Pasha’s mind was running ahead. “But this is not a new theory, correct?” she asked. “It’s been less than two thousand years since the Hallowed Vasties broke up. Not much time on an astronomical scale. And if the structures had been broken down to dust, we would have seen a nebula.”
Naresh answered this, saying, “I’ve looked over the historical data.” Pasha turned to see him in the row behind her, a shadowy figure in the faint light, his posture as precise as his words. He continued, “There may be a nebula, but it’s too thin to account for a majority of the matter that went into the construction of the cordon.”
“I agree,” Vytet said.
“So where did all that matter go?” Shoran wanted to know. “Is it still tied up in these fragments of… what was the term you used?”

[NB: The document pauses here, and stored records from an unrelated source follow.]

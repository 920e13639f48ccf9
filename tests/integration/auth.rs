//! The identity server and the API client working together.

use std::sync::Arc;

use chrono::{TimeDelta, Utc};
use wiremock::matchers::{body_string_contains, header, method, path};
use wiremock::{Mock, MockServer, ResponseTemplate};

use abax_sdk::auth::ErrorKind as AuthErrorKind;
use abax_sdk::{AbaxAuth, AbaxCredentials, AuthConfig, Credential, ErrorKind, ListVehiclesInput, Scope};

use crate::common::{client_with, mock_api, vehicle_page};

fn auth(identity: &MockServer) -> Arc<AbaxAuth> {
    let config = AuthConfig::new("client-id", "client-secret")
        .with_scopes([Scope::OpenApi, Scope::OpenApiVehicles])
        .with_identity_url(identity.uri());
    Arc::new(AbaxAuth::new(config).expect("auth should build"))
}

fn token(access: &str, refresh: Option<&str>) -> ResponseTemplate {
    let mut body = serde_json::json!({
        "access_token": access,
        "expires_in": 3600,
        "token_type": "Bearer"
    });
    if let Some(refresh) = refresh {
        body["refresh_token"] = refresh.into();
    }
    ResponseTemplate::new(200).set_body_json(body)
}

async fn vehicles_api(expected_bearer: &str) -> MockServer {
    let api = mock_api().await;
    Mock::given(method("GET"))
        .and(path("/v1/vehicles"))
        .and(header("authorization", format!("Bearer {expected_bearer}").as_str()))
        .respond_with(ResponseTemplate::new(200).set_body_json(vehicle_page(1, 1500, &[])))
        .expect(1)
        .mount(&api)
        .await;
    api
}

#[tokio::test]
async fn client_credentials_token_reaches_the_api() {
    let identity = mock_api().await;
    Mock::given(method("POST"))
        .and(path("/connect/token"))
        .and(body_string_contains("grant_type=client_credentials"))
        .and(body_string_contains("scope=open_api+open_api.vehicles"))
        .respond_with(token("app-access", None))
        .expect(1)
        .mount(&identity)
        .await;

    let auth = auth(&identity);
    auth.credentials_from_client_credentials().await.unwrap();

    let api = vehicles_api("app-access").await;
    client_with(&api, Credential::shared(auth))
        .list_vehicles(ListVehiclesInput::default())
        .await
        .unwrap();
}

#[tokio::test]
async fn expired_credentials_are_refreshed_before_the_call() {
    let identity = mock_api().await;
    Mock::given(method("POST"))
        .and(path("/connect/token"))
        .and(body_string_contains("grant_type=refresh_token"))
        .and(body_string_contains("refresh_token=stored-refresh"))
        .respond_with(token("fresh-access", Some("next-refresh")))
        .expect(1)
        .mount(&identity)
        .await;

    let auth = auth(&identity);
    auth.set_credentials(
        AbaxCredentials::new("stale-access", Utc::now() - TimeDelta::minutes(1))
            .with_refresh_token("stored-refresh"),
    )
    .await;

    let api = vehicles_api("fresh-access").await;
    client_with(&api, Credential::shared(auth.clone()))
        .list_vehicles(ListVehiclesInput::default())
        .await
        .unwrap();

    let stored = auth.credentials().await.unwrap();
    assert_eq!(stored.refresh_token.as_deref(), Some("next-refresh"));
}

#[tokio::test]
async fn failed_refresh_surfaces_as_credential_error_without_api_call() {
    let identity = mock_api().await;
    Mock::given(method("POST"))
        .and(path("/connect/token"))
        .respond_with(ResponseTemplate::new(400).set_body_json(serde_json::json!({
            "error": "invalid_grant",
            "error_description": "refresh token already used"
        })))
        .mount(&identity)
        .await;

    let auth = auth(&identity);
    auth.set_credentials(
        AbaxCredentials::new("stale", Utc::now() - TimeDelta::minutes(1))
            .with_refresh_token("used"),
    )
    .await;

    let api = mock_api().await;
    Mock::given(method("GET"))
        .respond_with(ResponseTemplate::new(200))
        .expect(0)
        .mount(&api)
        .await;

    let err = client_with(&api, Credential::shared(auth.clone()))
        .list_vehicles(ListVehiclesInput::default())
        .await
        .unwrap_err();

    match err.kind {
        ErrorKind::Credential(message) => assert!(message.contains("invalid_grant")),
        other => panic!("unexpected error: {other:?}"),
    }

    let err = auth.refresh_credentials().await.unwrap_err();
    assert!(matches!(err.kind, AuthErrorKind::OAuth { .. }));
}

#[test]
fn authorization_url_carries_state_and_scopes() {
    let config = AuthConfig::new("client-id", "client-secret")
        .with_redirect_uri("https://app.example.com/callback")
        .with_scopes([Scope::OpenId, Scope::OfflineAccess]);
    let auth = AbaxAuth::new(config).unwrap();

    let url = auth.authorization_url(Some("xyz")).unwrap();
    assert_eq!(
        url,
        "https://identity.abax.cloud/connect/authorize?client_id=client-id&response_type=code\
         &redirect_uri=https%3A%2F%2Fapp.example.com%2Fcallback&scope=openid+offline_access&state=xyz"
    );
}
//! API capabilities granted to the caller.

use std::sync::LazyLock;

use abax_client::{CallDescriptor, ItemList};
use serde::{Deserialize, Serialize};

#[derive(Debug, Clone, Copy, PartialEq, Eq, Hash, Serialize, Deserialize)]
#[serde(rename_all = "kebab-case")]
pub enum CapabilityKind {
    QueryEquipment,
    QueryEquipmentLocations,
    QueryPeople,
    QueryVehicles,
    QueryVehicleLocations,
    QueryVehicleLocationHistory,
    QueryVehicleDriveStates,
    QueryTrips,
    QueryTripRoute,
    QueryTripExpenseAndExtra,
}

#[derive(Debug, Clone, Copy, PartialEq, Eq, Hash, Serialize, Deserialize)]
pub struct Capability {
    pub capability: CapabilityKind,
}

pub(crate) static LIST_CAPABILITIES: LazyLock<CallDescriptor<(), ItemList<Capability>>> =
    LazyLock::new(|| CallDescriptor::<(), _>::get("v1/api-capabilities").parse_json());
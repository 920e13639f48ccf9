use abax_client::{Page, Result, Transport};
use tracing::instrument;

use crate::vehicles::{ListVehiclesInput, Vehicle, LIST_VEHICLES};

impl<T: Transport> super::AbaxClient<T> {
    /// Get a page of vehicles.
    ///
    /// Required scopes: `abax_profile`, `open_api`, `open_api.vehicles`.
    #[instrument(skip(self))]
    pub async fn list_vehicles(&self, input: ListVehiclesInput) -> Result<Page<Vehicle>> {
        self.list_paged(&LIST_VEHICLES, &input).await
    }
}
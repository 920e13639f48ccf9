use abax_client::{run_batched, BatchMode, Page, Result, Transport, MAX_BATCH_SIZE};
use tracing::instrument;

use crate::trips::{
    ListTripsInput, Trip, TripExpense, TripOdometerValues, GET_ODOMETER_VALUES,
    LIST_TRIPS, LIST_TRIP_EXPENSES,
};

impl<T: Transport> super::AbaxClient<T> {
    /// Get a page of trips.
    ///
    /// Required scopes: `abax_profile`, `open_api`, `open_api.trips`.
    #[instrument(skip(self))]
    pub async fn list_trips(&self, input: ListTripsInput) -> Result<Page<Trip>> {
        self.list_paged(&LIST_TRIPS, &input).await
    }

    /// Get expenses and extras of trips, in the order of `trip_ids`.
    ///
    /// Ids are sent in batches of at most 150, all batches at once.
    #[instrument(skip_all, fields(trips = trip_ids.len()))]
    pub async fn list_trip_expenses(&self, trip_ids: &[String]) -> Result<Vec<TripExpense>> {
        run_batched(trip_ids, MAX_BATCH_SIZE, BatchMode::Concurrent, |batch| async move {
            let list = self.executor.call(&LIST_TRIP_EXPENSES, &batch.to_vec()).await?;
            Ok(list.items)
        })
        .await
    }

    /// Get odometer readings at the start and end of trips, in the order of
    /// `trip_ids`.
    ///
    /// Ids are sent in batches of at most 150, one batch after the other.
    #[instrument(skip_all, fields(trips = trip_ids.len()))]
    pub async fn get_odometer_values_of_trips(
        &self,
        trip_ids: &[String],
    ) -> Result<Vec<TripOdometerValues>> {
        run_batched(trip_ids, MAX_BATCH_SIZE, BatchMode::Sequential, |batch| async move {
            let list = self.executor.call(&GET_ODOMETER_VALUES, &batch.to_vec()).await?;
            Ok(list.items)
        })
        .await
    }
}
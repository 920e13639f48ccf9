use abax_client::{Error, ErrorKind, Result, Transport};
use tracing::instrument;

use crate::usage::{GetUsageSummaryInput, UsageSummary, GET_USAGE_SUMMARY};

impl<T: Transport> super::AbaxClient<T> {
    /// Get private and corporate usage of a vehicle over a period.
    #[instrument(skip(self))]
    pub async fn get_usage_summary(&self, input: GetUsageSummaryInput) -> Result<UsageSummary> {
        if input.vehicle_id.is_empty() {
            return Err(Error::new(ErrorKind::InvalidInput(
                "vehicle id must not be empty".to_string(),
            )));
        }
        self.executor.call(&GET_USAGE_SUMMARY, &input).await
    }
}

“Megastructures,” Pasha said. “Is there even another possibility? Surely there’s not been enough time for debris to re-gather into a planetary body or even into an accretion disc.”
“We hope to find out today,” Vytet answered.
<><><>
The first image to be displayed came from Dragon ’s telescope alone. A Dull Intelligence swiftly combined it with a digital image from Griffin , producing a sharper picture of Tanjiri. Pasha squinted, instinctively trying to bring into focus several tiny blurs of what looked like reflected light, scattered at a uniform distance around the pale yellow star. A tag popped up:
Average estimated distance of orbital bodies from the central star: 0.78 astronomical units .
An astronomical unit, an AU, was the distance that had once separated Earth from Sun… and maybe it still did. No one knew for sure.
Murmurs erupted, whispered questions. Pasha gripped an armrest to stop herself from rising to her feet. “What are we looking at?” she asked herself aloud.
“The shape of these objects suggests a crescent,” someone in back said. “Could they be planetary objects in partial light?”
“Or could they be surviving structures?” another voice asked.
A discussion ensued, the planetary hypothesis gaining support when an analysis of the spectra revealed strong indications of water and an oxygen-bearing atmosphere.
After forty minutes, image data began to stream in from Khonsu ’s telescope. The DI cross-matched time and angle, working to integrate it with the existing image to reveal even more detail.
Pasha leaned forward, anxious for the update, hoping it would allow a clearer view of the ruins if that’s what they were, or, far better, reveal an indication of surviving life.